TRY IT
State how many lines in the listing below hold the string "that"; nothing else is wanted.

§ §

//! # Cadence Core
//!
//! Tick-synchronous automation core. Many independently written behavioural
//! modules share one deterministic per-tick execution order without threads:
//!
//! - **`EventBus`**: priority-ordered publish/subscribe with owner teardown
//! - **`SequenceScheduler`**: multi-tick procedures that suspend on explicit
//!   conditions and resume exactly once per satisfied condition
//! - **`PacketPipeline`**: inbound/outbound interception with Pass, Cancel
//!   and Queue, plus FIFO flush per origin
//! - **`OutputArbitrator`**: one winning orientation request per tick
//!
//! ## Architecture Rules
//!
//! 1. **Nothing blocks** - suspending means returning to the scheduler
//! 2. **Faults are contained** - a handler, interceptor or sequence that returns
//!    `Err` is logged and counted, never propagated into the host loop
//! 3. **Owners own everything** - disabling an owner tears down all it registered
//! 4. **Faults are values, panics are bugs** - behaviour code reports failure by
//!    returning `Err`; a panic is not caught, unwinds out of `on_tick` and aborts
//!    under the release profile (`panic = "abort"`)
//!
//! ## Example
//!
//! ```rust,ignore
//! use cadence_core::{from_fn, Runtime, Step};
//!
//! let rt = Runtime::default();
//! let owner = rt.register_owner("Blink");
//! rt.start_sequence(owner, from_fn(|cx| {
//!     // runs now, then again three ticks later
//!     Ok(Step::ticks(3))
//! }))?;
//! rt.on_tick()?;
//! ```

#![deny(missing_docs)]
#![deny(unsafe_code)]
#![warn(clippy::pedantic)]
#![deny(clippy::perf)]

pub mod arbitrator;
pub mod bus;
pub mod config;
pub mod diagnostics;
pub mod error;
pub mod event;
pub mod owner;
pub mod pipeline;
pub mod runtime;
pub mod scheduler;
pub mod sequence;

pub use arbitrator::{ArbitrationRequest, OutputArbitrator, OutputChange, OutputConsumer, ResetPolicy};
pub use bus::{EventBus, SubscriptionHandle, SubscriptionSpec};
pub use config::{AimConfig, PipelineConfig, RuntimeConfig};
pub use diagnostics::{Diagnostics, SequenceCounts, StuckSequence};
pub use error::{CoreError, CoreResult, HandlerError, HandlerResult};
pub use event::{CancelPolicy, Event, EventKind, EventPayload, MovementInput, Phase};
pub use owner::OwnerRegistry;
pub use pipeline::{MessageSink, PacketPipeline, QueuedMessage, ReleaseBuffer, Verdict};
pub use runtime::{Runtime, TickReport};
pub use scheduler::{SequenceHandle, SequenceId, SequenceScheduler, SequenceState};
pub use sequence::{
    from_fn, Condition, EventWait, Probe, Script, Sequence, SequenceContext, StartBehavior, Step,
    Wake,
};

pub use cadence_shared::{Action, Message, Origin, OwnerId, Priority, Rotation, Tick};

§ §

ANSWER FOR THIS EXERCISE
2